_Prompt:_ If a line in the entries below includes the string "saga", copy it out.

►

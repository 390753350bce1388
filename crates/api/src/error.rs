//! API error types with HTTP response mapping.

use axum::http::StatusCode;
use axum::response::{IntoResponse, Response};
use saga::{BusinessError, CheckoutError};

/// API-level error type that maps to HTTP responses.
///
/// Every response body has the shape `{"error": <code>, "message": <text>}`.
/// Business rejections carry their full message; system failures carry only
/// the generic refund notice, never the internal cause.
#[derive(Debug)]
pub enum ApiError {
    /// Missing or invalid credentials.
    Unauthorized,
    /// Resource not found.
    NotFound(String),
    /// Bad request from the client.
    BadRequest(String),
    /// Checkout outcome from the saga.
    Checkout(CheckoutError),
    /// Internal server error.
    Internal(String),
}

impl IntoResponse for ApiError {
    fn into_response(self) -> Response {
        let (status, code, message) = match self {
            ApiError::Unauthorized => (
                StatusCode::UNAUTHORIZED,
                "unauthorized",
                "missing or invalid credentials".to_string(),
            ),
            ApiError::NotFound(msg) => (StatusCode::NOT_FOUND, "not_found", msg),
            ApiError::BadRequest(msg) => (StatusCode::BAD_REQUEST, "bad_request", msg),
            ApiError::Checkout(err) => checkout_error_to_response(err),
            ApiError::Internal(msg) => {
                tracing::error!(error = %msg, "internal server error");
                (
                    StatusCode::INTERNAL_SERVER_ERROR,
                    "internal",
                    "internal server error".to_string(),
                )
            }
        };

        let body = serde_json::json!({ "error": code, "message": message });
        (status, axum::Json(body)).into_response()
    }
}

fn checkout_error_to_response(err: CheckoutError) -> (StatusCode, &'static str, String) {
    match &err {
        CheckoutError::Business(business) => {
            let status = match business {
                BusinessError::CartEmpty | BusinessError::TourUnavailable { .. } => {
                    StatusCode::BAD_REQUEST
                }
                BusinessError::TourNotFound { .. } => StatusCode::NOT_FOUND,
                BusinessError::DuplicatePurchase { .. } => StatusCode::CONFLICT,
                BusinessError::PaymentDeclined { .. } => StatusCode::PAYMENT_REQUIRED,
            };
            (status, business.code(), business.to_string())
        }
        CheckoutError::System => (
            StatusCode::INTERNAL_SERVER_ERROR,
            "system_failure",
            err.to_string(),
        ),
    }
}

impl From<CheckoutError> for ApiError {
    fn from(err: CheckoutError) -> Self {
        ApiError::Checkout(err)
    }
}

◄

_Output below:_
use saga::{BusinessError, CheckoutError};
    /// Checkout outcome from the saga.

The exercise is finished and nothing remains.